Stored data:
==============================
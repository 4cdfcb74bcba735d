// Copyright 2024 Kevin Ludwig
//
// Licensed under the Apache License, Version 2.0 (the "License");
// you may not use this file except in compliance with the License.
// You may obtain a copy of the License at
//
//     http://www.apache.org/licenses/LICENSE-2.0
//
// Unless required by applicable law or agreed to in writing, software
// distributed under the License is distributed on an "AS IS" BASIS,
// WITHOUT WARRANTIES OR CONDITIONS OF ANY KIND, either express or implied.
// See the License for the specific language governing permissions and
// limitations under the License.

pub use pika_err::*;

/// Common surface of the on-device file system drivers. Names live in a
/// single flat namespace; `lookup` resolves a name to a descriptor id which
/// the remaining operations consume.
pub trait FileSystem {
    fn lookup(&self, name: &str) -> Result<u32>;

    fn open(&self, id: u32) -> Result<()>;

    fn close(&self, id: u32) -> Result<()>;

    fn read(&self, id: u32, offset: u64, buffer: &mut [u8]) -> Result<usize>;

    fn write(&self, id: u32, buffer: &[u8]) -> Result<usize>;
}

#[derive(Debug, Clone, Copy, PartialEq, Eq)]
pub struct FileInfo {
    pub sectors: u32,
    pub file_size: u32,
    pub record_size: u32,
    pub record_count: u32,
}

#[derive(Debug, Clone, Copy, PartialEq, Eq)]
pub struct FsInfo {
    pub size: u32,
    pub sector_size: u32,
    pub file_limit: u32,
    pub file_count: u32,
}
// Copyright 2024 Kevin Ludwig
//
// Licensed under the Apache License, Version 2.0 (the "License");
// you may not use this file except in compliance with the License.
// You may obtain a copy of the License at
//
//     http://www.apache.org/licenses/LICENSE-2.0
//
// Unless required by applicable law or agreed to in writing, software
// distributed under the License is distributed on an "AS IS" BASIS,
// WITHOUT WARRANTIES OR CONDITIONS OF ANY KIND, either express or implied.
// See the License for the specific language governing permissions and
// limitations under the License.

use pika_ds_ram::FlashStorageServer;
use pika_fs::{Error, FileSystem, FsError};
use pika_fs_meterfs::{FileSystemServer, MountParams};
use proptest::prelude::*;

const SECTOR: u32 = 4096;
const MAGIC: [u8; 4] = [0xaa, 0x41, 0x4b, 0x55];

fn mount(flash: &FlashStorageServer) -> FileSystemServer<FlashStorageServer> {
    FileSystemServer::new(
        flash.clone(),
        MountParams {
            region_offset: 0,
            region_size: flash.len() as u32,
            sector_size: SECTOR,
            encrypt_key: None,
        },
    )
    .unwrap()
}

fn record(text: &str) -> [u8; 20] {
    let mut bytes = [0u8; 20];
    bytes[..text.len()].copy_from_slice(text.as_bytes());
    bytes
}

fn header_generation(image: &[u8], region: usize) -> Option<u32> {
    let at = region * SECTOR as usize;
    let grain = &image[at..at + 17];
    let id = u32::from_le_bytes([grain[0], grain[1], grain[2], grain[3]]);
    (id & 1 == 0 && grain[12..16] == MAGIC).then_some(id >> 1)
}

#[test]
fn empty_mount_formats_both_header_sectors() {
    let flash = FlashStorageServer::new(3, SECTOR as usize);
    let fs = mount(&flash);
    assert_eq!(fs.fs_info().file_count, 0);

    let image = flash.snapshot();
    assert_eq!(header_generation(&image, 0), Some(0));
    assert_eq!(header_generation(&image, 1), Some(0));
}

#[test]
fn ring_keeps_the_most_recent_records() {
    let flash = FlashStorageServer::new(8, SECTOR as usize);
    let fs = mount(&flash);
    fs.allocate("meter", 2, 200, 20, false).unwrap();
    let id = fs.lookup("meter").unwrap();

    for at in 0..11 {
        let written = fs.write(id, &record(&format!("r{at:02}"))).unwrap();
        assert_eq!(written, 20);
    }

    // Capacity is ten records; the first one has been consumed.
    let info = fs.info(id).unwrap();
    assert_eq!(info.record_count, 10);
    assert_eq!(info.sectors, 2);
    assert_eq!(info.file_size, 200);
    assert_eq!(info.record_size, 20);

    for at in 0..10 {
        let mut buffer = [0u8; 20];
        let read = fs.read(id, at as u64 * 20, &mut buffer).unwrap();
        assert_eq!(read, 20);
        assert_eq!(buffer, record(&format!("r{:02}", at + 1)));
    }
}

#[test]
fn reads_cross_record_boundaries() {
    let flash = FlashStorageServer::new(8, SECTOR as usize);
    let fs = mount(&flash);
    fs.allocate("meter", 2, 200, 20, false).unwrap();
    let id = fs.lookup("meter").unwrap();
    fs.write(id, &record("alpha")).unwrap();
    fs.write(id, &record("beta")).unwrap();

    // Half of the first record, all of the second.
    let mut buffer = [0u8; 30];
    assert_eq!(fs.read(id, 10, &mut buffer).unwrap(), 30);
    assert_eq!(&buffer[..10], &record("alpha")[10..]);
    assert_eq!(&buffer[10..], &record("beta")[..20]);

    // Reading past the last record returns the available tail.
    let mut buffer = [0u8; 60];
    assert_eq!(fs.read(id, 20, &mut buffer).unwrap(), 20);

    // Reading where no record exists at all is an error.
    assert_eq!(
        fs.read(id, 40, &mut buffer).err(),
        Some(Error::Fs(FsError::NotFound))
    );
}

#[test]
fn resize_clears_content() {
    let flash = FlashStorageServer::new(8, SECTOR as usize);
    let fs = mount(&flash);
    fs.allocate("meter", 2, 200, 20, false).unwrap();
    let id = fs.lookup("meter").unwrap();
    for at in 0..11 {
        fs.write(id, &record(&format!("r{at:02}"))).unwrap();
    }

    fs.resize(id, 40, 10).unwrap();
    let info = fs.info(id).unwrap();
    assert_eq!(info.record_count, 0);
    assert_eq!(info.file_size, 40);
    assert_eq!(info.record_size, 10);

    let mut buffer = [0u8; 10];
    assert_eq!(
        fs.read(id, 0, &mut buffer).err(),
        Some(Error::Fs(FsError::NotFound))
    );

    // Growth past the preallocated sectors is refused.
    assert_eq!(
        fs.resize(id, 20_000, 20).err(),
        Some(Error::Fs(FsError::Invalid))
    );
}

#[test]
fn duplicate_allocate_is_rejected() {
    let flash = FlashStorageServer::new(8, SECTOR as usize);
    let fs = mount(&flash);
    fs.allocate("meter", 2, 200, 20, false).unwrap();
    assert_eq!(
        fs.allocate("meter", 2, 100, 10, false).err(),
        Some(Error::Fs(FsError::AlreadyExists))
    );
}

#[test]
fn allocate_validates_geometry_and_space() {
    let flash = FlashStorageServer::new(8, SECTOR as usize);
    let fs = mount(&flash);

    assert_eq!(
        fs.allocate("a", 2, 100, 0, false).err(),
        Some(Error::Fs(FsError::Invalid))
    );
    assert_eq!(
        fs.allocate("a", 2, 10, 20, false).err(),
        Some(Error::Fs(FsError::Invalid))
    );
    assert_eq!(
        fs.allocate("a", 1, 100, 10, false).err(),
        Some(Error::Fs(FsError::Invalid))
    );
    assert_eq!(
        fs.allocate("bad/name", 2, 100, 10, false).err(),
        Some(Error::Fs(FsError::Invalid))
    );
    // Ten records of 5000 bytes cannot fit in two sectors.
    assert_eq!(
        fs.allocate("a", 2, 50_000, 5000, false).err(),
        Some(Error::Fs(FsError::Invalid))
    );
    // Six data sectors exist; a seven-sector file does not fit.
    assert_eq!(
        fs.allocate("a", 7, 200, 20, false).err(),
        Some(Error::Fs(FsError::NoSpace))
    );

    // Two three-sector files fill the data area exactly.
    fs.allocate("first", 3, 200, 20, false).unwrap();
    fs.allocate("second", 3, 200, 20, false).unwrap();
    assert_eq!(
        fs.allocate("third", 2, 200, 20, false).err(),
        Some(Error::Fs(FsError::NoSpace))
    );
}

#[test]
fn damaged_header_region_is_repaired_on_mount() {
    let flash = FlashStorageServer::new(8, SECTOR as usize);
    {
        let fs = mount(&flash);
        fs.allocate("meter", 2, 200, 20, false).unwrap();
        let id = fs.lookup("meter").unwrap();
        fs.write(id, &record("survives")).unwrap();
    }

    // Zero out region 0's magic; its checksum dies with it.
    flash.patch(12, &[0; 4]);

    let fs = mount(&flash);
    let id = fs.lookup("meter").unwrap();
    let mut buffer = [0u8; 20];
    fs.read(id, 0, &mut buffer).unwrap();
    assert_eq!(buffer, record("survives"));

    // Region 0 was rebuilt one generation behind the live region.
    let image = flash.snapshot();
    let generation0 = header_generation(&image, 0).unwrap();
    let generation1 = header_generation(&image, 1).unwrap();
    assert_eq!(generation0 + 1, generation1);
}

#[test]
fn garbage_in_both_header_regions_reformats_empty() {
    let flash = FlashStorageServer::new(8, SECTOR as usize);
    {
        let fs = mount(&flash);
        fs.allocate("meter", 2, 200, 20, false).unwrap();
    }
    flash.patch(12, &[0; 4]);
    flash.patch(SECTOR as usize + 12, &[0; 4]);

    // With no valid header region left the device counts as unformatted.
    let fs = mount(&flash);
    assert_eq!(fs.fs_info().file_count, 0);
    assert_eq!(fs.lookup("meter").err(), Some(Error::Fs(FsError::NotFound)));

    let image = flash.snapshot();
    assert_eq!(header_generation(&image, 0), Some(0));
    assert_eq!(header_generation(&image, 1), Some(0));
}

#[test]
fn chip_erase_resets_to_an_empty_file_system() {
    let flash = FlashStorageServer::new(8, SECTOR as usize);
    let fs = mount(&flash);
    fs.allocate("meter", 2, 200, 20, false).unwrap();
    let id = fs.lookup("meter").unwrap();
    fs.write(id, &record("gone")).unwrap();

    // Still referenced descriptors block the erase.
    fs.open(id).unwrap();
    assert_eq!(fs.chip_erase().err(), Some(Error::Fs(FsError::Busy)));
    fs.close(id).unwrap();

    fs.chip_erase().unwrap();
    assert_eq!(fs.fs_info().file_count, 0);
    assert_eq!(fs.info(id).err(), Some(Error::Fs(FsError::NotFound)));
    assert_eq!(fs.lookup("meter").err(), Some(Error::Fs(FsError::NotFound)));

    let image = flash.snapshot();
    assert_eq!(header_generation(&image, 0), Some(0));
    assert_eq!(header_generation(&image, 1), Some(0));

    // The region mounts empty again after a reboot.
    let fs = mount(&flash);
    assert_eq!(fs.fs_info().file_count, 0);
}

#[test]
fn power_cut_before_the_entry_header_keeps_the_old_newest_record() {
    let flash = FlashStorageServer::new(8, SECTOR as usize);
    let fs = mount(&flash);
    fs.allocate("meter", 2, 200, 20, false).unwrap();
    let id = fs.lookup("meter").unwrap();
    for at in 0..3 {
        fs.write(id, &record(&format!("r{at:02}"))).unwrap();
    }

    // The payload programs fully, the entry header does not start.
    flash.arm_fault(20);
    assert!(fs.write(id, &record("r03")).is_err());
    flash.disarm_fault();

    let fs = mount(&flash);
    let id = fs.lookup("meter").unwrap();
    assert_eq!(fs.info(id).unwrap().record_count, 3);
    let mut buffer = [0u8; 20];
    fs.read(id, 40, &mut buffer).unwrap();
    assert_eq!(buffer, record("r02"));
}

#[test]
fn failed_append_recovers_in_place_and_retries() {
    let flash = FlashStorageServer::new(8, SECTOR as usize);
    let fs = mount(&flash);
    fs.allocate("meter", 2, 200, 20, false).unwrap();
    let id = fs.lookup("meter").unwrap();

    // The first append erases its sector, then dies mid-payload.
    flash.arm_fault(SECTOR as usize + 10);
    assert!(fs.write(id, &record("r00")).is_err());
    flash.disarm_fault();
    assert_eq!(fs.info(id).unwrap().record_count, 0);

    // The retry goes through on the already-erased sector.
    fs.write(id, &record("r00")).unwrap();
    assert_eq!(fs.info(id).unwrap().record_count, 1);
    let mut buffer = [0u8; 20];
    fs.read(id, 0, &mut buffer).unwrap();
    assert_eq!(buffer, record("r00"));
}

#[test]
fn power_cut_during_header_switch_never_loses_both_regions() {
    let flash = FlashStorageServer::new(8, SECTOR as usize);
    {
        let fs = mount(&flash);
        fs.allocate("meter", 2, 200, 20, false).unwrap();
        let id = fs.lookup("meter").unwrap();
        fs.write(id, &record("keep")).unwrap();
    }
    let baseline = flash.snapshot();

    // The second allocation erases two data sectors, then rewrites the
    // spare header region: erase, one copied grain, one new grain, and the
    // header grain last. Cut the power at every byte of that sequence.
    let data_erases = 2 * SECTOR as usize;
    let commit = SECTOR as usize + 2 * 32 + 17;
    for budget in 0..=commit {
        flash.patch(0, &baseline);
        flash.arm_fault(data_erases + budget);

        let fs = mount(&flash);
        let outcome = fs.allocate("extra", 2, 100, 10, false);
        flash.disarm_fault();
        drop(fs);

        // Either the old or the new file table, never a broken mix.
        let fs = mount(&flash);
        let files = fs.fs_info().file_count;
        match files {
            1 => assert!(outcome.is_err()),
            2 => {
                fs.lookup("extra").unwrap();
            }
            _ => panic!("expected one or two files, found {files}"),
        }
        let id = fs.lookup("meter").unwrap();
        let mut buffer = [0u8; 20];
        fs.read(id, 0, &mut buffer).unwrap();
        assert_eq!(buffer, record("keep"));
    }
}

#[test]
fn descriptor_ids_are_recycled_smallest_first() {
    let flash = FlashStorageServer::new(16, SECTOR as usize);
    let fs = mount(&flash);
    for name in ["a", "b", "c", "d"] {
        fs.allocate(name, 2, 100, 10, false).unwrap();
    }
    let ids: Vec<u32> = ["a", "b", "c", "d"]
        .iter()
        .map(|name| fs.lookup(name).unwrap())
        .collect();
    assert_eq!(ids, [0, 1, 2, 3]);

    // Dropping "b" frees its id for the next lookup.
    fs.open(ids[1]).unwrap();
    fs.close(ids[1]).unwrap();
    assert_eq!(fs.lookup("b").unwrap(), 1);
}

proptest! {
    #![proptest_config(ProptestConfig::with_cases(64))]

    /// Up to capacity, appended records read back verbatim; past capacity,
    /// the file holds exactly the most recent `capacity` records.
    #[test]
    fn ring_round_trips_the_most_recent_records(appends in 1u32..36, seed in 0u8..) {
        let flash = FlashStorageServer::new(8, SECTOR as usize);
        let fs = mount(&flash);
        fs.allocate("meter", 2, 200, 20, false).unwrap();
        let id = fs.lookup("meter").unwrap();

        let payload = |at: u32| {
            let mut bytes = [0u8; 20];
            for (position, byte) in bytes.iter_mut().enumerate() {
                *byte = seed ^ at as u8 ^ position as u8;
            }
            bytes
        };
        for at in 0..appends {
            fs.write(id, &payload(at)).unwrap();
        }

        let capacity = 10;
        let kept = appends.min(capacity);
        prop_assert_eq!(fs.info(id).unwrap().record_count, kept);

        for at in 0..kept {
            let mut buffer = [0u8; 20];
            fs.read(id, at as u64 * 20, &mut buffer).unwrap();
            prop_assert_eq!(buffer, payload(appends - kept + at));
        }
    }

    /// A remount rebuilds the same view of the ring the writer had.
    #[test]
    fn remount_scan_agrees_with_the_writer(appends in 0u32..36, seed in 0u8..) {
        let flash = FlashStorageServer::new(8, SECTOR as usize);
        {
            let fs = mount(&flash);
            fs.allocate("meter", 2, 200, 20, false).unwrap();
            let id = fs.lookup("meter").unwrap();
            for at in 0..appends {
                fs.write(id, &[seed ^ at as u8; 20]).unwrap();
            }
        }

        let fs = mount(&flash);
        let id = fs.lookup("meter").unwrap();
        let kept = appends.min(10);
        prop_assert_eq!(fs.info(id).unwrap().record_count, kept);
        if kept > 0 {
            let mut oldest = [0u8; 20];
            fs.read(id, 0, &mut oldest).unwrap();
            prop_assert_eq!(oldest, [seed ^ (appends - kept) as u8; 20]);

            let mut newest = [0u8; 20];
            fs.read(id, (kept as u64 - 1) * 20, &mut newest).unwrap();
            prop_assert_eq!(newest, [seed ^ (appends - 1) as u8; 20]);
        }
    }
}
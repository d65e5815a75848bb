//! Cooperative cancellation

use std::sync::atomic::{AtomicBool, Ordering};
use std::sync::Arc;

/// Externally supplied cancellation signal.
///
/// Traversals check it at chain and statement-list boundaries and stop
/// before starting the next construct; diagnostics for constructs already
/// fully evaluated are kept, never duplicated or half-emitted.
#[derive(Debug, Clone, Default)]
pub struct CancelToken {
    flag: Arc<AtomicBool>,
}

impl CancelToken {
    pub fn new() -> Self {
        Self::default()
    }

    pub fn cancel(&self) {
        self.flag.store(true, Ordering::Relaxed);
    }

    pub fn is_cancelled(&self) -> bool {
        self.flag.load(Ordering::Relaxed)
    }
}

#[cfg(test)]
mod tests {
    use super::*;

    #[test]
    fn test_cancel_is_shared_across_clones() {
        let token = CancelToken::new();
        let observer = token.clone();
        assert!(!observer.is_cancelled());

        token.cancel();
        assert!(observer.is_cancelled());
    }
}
==============================
> _Activity_
The lines to extract from the data above begin with the line containing "fn record(text: &str)" and end with the line containing "grain[1], grain[2], grain[3]]);". Extract them exactly, including both.

> _Output below_
fn record(text: &str) -> [u8; 20] {
    let mut bytes = [0u8; 20];
    bytes[..text.len()].copy_from_slice(text.as_bytes());
    bytes
}

fn header_generation(image: &[u8], region: usize) -> Option<u32> {
    let at = region * SECTOR as usize;
    let grain = &image[at..at + 17];
    let id = u32::from_le_bytes([grain[0], grain[1], grain[2], grain[3]]);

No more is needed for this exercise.